▶ [WHAT NEEDS TO BE DONE] For each line below, print it again exactly as shown.

▶ [EXTRACTED INFORMATION]
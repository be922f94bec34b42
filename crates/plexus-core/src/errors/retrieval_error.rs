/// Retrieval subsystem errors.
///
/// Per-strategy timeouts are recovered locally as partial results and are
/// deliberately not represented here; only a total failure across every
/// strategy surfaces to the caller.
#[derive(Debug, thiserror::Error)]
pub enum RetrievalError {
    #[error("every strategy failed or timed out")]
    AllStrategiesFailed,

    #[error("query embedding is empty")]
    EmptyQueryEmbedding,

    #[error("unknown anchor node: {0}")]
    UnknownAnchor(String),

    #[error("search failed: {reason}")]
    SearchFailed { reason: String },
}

▶ [RESPONSE TO THIS TASK]
repository be922f94bec34b42
filename crates/plexus-core/src/errors/retrieval_error.rs
/// Retrieval subsystem errors.
///
/// Per-strategy timeouts are recovered locally as partial results and are
/// deliberately not represented here; only a total failure across every
/// strategy surfaces to the caller.
#[derive(Debug, thiserror::Error)]
pub enum RetrievalError {
    #[error("every strategy failed or timed out")]
    AllStrategiesFailed,

    #[error("query embedding is empty")]
    EmptyQueryEmbedding,

    #[error("unknown anchor node: {0}")]
    UnknownAnchor(String),

    #[error("search failed: {reason}")]
    SearchFailed { reason: String },
}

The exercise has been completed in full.